───── Records for processing

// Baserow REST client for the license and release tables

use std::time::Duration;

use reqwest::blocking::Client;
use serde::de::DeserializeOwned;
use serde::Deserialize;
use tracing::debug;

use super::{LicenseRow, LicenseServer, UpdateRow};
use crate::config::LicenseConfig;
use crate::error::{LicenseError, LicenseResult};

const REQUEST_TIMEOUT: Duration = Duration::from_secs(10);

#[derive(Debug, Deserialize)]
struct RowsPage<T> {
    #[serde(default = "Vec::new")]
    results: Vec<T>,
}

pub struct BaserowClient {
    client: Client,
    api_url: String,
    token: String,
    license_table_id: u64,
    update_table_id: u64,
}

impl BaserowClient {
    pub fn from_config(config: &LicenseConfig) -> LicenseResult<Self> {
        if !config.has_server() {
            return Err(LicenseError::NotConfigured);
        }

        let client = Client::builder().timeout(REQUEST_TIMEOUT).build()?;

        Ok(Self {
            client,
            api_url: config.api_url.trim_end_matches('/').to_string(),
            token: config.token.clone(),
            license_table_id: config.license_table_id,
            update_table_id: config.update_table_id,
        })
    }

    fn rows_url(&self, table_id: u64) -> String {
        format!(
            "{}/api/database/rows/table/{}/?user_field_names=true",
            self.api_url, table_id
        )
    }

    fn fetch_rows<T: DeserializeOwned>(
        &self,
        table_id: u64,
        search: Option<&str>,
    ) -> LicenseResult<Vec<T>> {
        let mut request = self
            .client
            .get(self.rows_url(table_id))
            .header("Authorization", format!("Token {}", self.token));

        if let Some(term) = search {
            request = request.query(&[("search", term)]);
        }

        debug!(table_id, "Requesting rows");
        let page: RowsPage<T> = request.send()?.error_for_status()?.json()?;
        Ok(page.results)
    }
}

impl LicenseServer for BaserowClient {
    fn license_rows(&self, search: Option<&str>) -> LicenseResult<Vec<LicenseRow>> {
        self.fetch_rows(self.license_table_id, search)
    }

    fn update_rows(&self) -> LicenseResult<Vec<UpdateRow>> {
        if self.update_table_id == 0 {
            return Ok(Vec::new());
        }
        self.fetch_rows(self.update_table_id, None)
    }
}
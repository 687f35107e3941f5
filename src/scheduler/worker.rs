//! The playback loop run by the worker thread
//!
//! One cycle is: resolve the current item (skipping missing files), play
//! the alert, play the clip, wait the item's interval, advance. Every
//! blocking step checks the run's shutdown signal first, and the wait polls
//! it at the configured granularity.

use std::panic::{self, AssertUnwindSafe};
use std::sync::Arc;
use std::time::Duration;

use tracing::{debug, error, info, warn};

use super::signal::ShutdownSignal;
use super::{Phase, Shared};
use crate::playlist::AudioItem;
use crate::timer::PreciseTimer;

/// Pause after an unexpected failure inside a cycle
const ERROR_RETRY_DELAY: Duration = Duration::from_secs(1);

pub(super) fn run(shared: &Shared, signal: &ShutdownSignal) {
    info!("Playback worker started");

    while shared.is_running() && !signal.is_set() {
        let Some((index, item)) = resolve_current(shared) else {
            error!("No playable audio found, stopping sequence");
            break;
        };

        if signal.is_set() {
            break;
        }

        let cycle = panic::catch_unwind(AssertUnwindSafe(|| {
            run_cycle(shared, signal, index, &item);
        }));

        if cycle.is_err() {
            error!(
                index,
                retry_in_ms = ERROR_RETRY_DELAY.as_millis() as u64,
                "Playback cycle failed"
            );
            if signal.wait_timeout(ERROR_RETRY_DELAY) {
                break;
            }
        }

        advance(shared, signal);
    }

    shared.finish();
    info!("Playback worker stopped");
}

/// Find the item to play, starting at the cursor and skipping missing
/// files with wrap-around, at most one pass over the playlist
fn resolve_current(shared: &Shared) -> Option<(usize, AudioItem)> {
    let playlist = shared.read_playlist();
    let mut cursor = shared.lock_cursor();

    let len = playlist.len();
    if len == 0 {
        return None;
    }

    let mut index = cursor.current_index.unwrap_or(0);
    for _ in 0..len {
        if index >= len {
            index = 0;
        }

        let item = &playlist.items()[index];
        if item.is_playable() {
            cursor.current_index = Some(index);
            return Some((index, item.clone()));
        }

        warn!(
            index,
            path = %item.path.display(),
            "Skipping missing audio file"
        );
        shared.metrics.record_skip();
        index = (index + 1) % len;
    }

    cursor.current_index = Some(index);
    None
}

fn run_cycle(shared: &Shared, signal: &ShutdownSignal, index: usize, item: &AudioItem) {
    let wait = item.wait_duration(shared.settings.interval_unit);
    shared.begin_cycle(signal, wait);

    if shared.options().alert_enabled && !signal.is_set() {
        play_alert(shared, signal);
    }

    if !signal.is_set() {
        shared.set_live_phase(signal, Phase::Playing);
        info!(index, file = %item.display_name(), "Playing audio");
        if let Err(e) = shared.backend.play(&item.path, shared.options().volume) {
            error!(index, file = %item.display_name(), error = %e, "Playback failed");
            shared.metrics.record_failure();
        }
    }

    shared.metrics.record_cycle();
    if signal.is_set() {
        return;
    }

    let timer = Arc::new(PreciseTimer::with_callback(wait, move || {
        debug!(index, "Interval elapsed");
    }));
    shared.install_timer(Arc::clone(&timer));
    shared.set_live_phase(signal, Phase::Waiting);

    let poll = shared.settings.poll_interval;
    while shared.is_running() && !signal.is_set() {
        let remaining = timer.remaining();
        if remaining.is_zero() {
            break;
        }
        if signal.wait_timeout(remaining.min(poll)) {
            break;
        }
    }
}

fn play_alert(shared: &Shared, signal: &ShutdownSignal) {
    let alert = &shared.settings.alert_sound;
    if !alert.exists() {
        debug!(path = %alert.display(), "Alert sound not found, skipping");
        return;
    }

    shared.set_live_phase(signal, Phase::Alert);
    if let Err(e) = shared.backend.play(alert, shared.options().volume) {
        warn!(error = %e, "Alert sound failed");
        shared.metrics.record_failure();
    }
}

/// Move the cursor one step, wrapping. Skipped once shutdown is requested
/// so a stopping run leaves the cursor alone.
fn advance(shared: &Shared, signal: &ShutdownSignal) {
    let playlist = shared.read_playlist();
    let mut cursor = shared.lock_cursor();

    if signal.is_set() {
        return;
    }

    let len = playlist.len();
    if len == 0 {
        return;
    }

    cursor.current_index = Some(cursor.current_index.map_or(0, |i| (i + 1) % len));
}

──────────

Task to carry out: After locating the line holding "error!(index, file = %item.display_name(), error" above, output exactly that line and every line after it through the line holding "the cursor alone.". Include nothing else.

Task answer:
            error!(index, file = %item.display_name(), error = %e, "Playback failed");
            shared.metrics.record_failure();
        }
    }

    shared.metrics.record_cycle();
    if signal.is_set() {
        return;
    }

    let timer = Arc::new(PreciseTimer::with_callback(wait, move || {
        debug!(index, "Interval elapsed");
    }));
    shared.install_timer(Arc::clone(&timer));
    shared.set_live_phase(signal, Phase::Waiting);

    let poll = shared.settings.poll_interval;
    while shared.is_running() && !signal.is_set() {
        let remaining = timer.remaining();
        if remaining.is_zero() {
            break;
        }
        if signal.wait_timeout(remaining.min(poll)) {
            break;
        }
    }
}

fn play_alert(shared: &Shared, signal: &ShutdownSignal) {
    let alert = &shared.settings.alert_sound;
    if !alert.exists() {
        debug!(path = %alert.display(), "Alert sound not found, skipping");
        return;
    }

    shared.set_live_phase(signal, Phase::Alert);
    if let Err(e) = shared.backend.play(alert, shared.options().volume) {
        warn!(error = %e, "Alert sound failed");
        shared.metrics.record_failure();
    }
}

/// Move the cursor one step, wrapping. Skipped once shutdown is requested
/// so a stopping run leaves the cursor alone.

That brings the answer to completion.